The new trend in beauty and fashion is to achieve the perfect hourglass figure. However instead of buying vegetables and fruits, people have corsets in their shopping carts. Waist training is a gradual process of waist reduction using a latex waist cincher or corset.
I totally get it, exercising is not like a beautiful day on the beach. there’s sweat and pain and most of all sweat; eww. No one likes having to count every calorie, on the back or front of their food or drink. However finding fast ways is not always the best decision, Sometimes the fast method is the most dangerous.
As they say, history definitely repeats itself, because I totally forgot waist cinching was major in Victorian times. Women at that time were incomplete without their cinchers either on top or underneath their dresses. Back in those days, they called it “Tight lacing” and would raise their breasts upwards and shape them. It would also flatten the stomach, and improve posture.At that time Young and fashionable women wore the trainers, especially for balls, fashionable gatherings, and other occasions to show themselves off. After a while, medical reports and rumors stated that tight lacing was detrimental to peoples health and as a result the women who wore it were condemned for their vanity.
In a way, I feel bad for the men who have to be tricked into liking a girl. Its like false advertising, when some women wear it under their clothes to suck in body fat. I would be shocked and surprised if i met a guy and when he took his shirt off he had a contraption to suck in his stomach. That is basically lying to the world and making it seem like you are fit; when you’re not.
Just imagine a man at a club, who just happens to meet a beautiful girl, with a perfectly defined hour glass shape. They drink, dance and end up leaving the club together. They head to ones apartment or place of residence, get to know each other more and one thing leads to another. The man takes off the woman’s shirt, dress or skirt and sees a cincher, wrapped like a deli sandwich. What does one think? suppose he just goes with it, each layer is unveiling the lack of exercise and showing the laziness and lies that the woman kept secret.
The more you wear a cincher from your stomach to your waist, the greater effect it will have. The basic idea is to wear it every day, for a long time and over time your body molds itself due to the trainer. After a while a woman’s waist shrinks and all for the cost of $48 to $150 bucks. The price somehow allows women to look past the harmful affects it has to their bodies.
Some people may research the negative effects and feel as though just because a celebrity that they like or idolize does it, then it is okay for them to do so as well. So to those who feel that way, understand that celebrities get paid to endorse certain products, no matter they are beneficial for the consumers or not.

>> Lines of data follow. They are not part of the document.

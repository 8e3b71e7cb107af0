#[cfg(feature = "cpal-audio")]
pub mod capture;
pub mod decoder;
pub mod recorder;
pub mod wav;
//! Live analysis pipeline.
//!
//! ```text
//! ┌─────────────┐  append   ┌──────────────┐  snapshot  ┌──────────────┐
//! │   Capture   │──────────▶│ SampleBuffer │◀───────────│ AnalysisLoop │───▶ Sink
//! │  producer   │           │    (ring)    │  every     │ decode → FFT │
//! └─────────────┘           └──────────────┘  interval  └──────────────┘
//!        │                                                    ▲
//!        └───────────── CancellationToken ────────────────────┘
//! ```

pub mod analysis_loop;
pub mod cancel;
pub mod producer;
pub mod sample_buffer;
pub mod sink;
pub mod window;

pub use analysis_loop::{AnalysisConfig, AnalysisLoop, LoopState, LoopStats};
pub use cancel::CancellationToken;
pub use producer::{CaptureHandle, CaptureOutcome, CaptureProducer};
pub use sample_buffer::{BufferStats, SampleBuffer, Snapshot};
pub use sink::{CollectorSink, PitchSink, StdoutSink, format_result_line};
//! Real audio capture using CPAL (Cross-Platform Audio Library).

use crate::audio::decoder;
use crate::audio::recorder::AudioSource;
use crate::error::{PitchshError, Result};
use cpal::traits::{DeviceTrait, HostTrait, StreamTrait};
use std::sync::{Arc, Mutex};

/// Run a closure with stderr temporarily redirected to /dev/null.
///
/// Opening a CPAL host triggers ALSA/JACK/PipeWire chatter on stderr that is
/// harmless but confusing next to the pitch output.
///
/// # Safety
/// Uses `libc::dup`/`libc::dup2` to save and restore file descriptor 2 (stderr).
/// Safe as long as no other thread is concurrently manipulating fd 2.
fn with_suppressed_stderr<F, R>(f: F) -> R
where
    F: FnOnce() -> R,
{
    unsafe {
        let saved_fd = libc::dup(2);
        let devnull = libc::open(c"/dev/null".as_ptr(), libc::O_WRONLY);
        if saved_fd >= 0 && devnull >= 0 {
            libc::dup2(devnull, 2);
            libc::close(devnull);
        }

        let result = f();

        if saved_fd >= 0 {
            libc::dup2(saved_fd, 2);
            libc::close(saved_fd);
        }

        result
    }
}

/// Suppress noisy JACK/ALSA messages that occur during audio backend probing.
///
/// # Safety
/// Modifies environment variables; call at startup before spawning threads.
pub fn suppress_audio_warnings() {
    // SAFETY: Called at startup before any threads are spawned
    unsafe {
        std::env::set_var("JACK_NO_START_SERVER", "1");
        std::env::set_var("JACK_NO_AUDIO_RESERVATION", "1");
        std::env::set_var("PIPEWIRE_DEBUG", "0");
        std::env::set_var("ALSA_DEBUG", "0");
        std::env::set_var("PW_LOG", "0");
    }
}

/// Wrapper for cpal::Stream to make it Send.
///
/// SAFETY: the stream is only touched through the Mutex in CpalAudioSource,
/// from one thread at a time.
struct SendableStream(cpal::Stream);

unsafe impl Send for SendableStream {}

/// Stream layout the capture path asks for: mono at the configured rate.
fn mono_stream_config(sample_rate: u32) -> cpal::StreamConfig {
    cpal::StreamConfig {
        channels: 1,
        sample_rate: cpal::SampleRate(sample_rate),
        buffer_size: cpal::BufferSize::Default,
    }
}

/// Map a stream build failure onto the crate error.
///
/// A device that cannot deliver f32 mono at the configured rate is a format
/// mismatch; there is no fallback to another layout.
fn build_error(err: cpal::BuildStreamError, sample_rate: u32) -> PitchshError {
    match err {
        cpal::BuildStreamError::StreamConfigNotSupported => PitchshError::AudioFormatMismatch {
            expected: format!("f32 mono at {}Hz", sample_rate),
            actual: "unsupported by device".to_string(),
        },
        other => PitchshError::AudioCapture {
            message: format!("Failed to build input stream: {}", other),
        },
    }
}

/// Live capture into raw frames (f32 LE, mono) using CPAL.
pub struct CpalAudioSource {
    device: cpal::Device,
    stream: Arc<Mutex<Option<SendableStream>>>,
    buffer: Arc<Mutex<Vec<u8>>>,
    sample_rate: u32,
}

impl CpalAudioSource {
    /// Open an input device.
    ///
    /// `device_name` must match a device name exactly; `None` uses the host's
    /// default input device.
    pub fn new(device_name: Option<&str>, sample_rate: u32) -> Result<Self> {
        let device = with_suppressed_stderr(|| {
            let host = cpal::default_host();
            match device_name {
                Some(name) => host
                    .input_devices()
                    .map_err(|e| PitchshError::AudioCapture {
                        message: format!("Failed to open input devices: {}", e),
                    })?
                    .find(|dev| dev.name().is_ok_and(|n| n == name))
                    .ok_or_else(|| PitchshError::AudioDeviceNotFound {
                        device: name.to_string(),
                    }),
                None => host
                    .default_input_device()
                    .ok_or_else(|| PitchshError::AudioDeviceNotFound {
                        device: "default".to_string(),
                    }),
            }
        })?;

        if let Ok(name) = device.name() {
            log::info!("Using input device '{}'", name);
        }

        Ok(Self {
            device,
            stream: Arc::new(Mutex::new(None)),
            buffer: Arc::new(Mutex::new(Vec::new())),
            sample_rate,
        })
    }

    fn build_stream(&self) -> Result<cpal::Stream> {
        let buffer = Arc::clone(&self.buffer);
        self.device
            .build_input_stream(
                &mono_stream_config(self.sample_rate),
                move |data: &[f32], _: &cpal::InputCallbackInfo| {
                    if let Ok(mut buf) = buffer.lock() {
                        decoder::encode_into(data, &mut buf);
                    }
                },
                |err| log::error!("Audio stream error: {}", err),
                None,
            )
            .map_err(|e| build_error(e, self.sample_rate))
    }
}

impl AudioSource for CpalAudioSource {
    fn start(&mut self) -> Result<()> {
        let mut stream_guard = self.stream.lock().map_err(|e| PitchshError::AudioCapture {
            message: format!("Failed to lock stream: {}", e),
        })?;
        if stream_guard.is_some() {
            return Ok(());
        }

        let stream = self.build_stream()?;
        stream.play().map_err(|e| PitchshError::AudioCapture {
            message: format!("Failed to start audio stream: {}", e),
        })?;

        *stream_guard = Some(SendableStream(stream));
        Ok(())
    }

    fn stop(&mut self) -> Result<()> {
        let mut stream_guard = self.stream.lock().map_err(|e| PitchshError::AudioCapture {
            message: format!("Failed to lock stream: {}", e),
        })?;

        if let Some(sendable_stream) = stream_guard.take() {
            sendable_stream
                .0
                .pause()
                .map_err(|e| PitchshError::AudioCapture {
                    message: format!("Failed to stop audio stream: {}", e),
                })?;
        }
        Ok(())
    }

    fn read_bytes(&mut self) -> Result<Vec<u8>> {
        let mut buffer = self.buffer.lock().map_err(|e| PitchshError::AudioCapture {
            message: format!("Failed to lock audio buffer: {}", e),
        })?;

        Ok(std::mem::take(&mut *buffer))
    }

    fn sample_rate(&self) -> u32 {
        self.sample_rate
    }
}
//! Fixed-size analysis windowing.

/// Returns the most recent `window_size` samples.
///
/// Shorter histories are returned whole: no zero padding, no error.
pub fn extract(samples: &[f32], window_size: usize) -> &[f32] {
    if samples.len() <= window_size {
        samples
    } else {
        &samples[samples.len() - window_size..]
    }
}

The celebrities get the check whether the consumers get hurt using the product or not.
When wearing the waist trainer not only are you squishing your lungs and ribs, but you are also rearranging organs and pushing them in. For women that is dangerous because as child bearers anything that is pushing or prodding your insides could be dangerous to your unborn child. Also the waist trainer makes it hard for you to breathe. Some women have actually passed out from wearing one for too long, according to Christopher Ochner, a weight loss and nutrition expert at Mount Sinai Hospital.
Of course the fatalities don’t happen over night but over a course of time you could have crushed organs, compressed lungs, and fractured ribs. Nothing should ever be that serious to the point where people are jeopardizing their health for a couple of winks and high fives.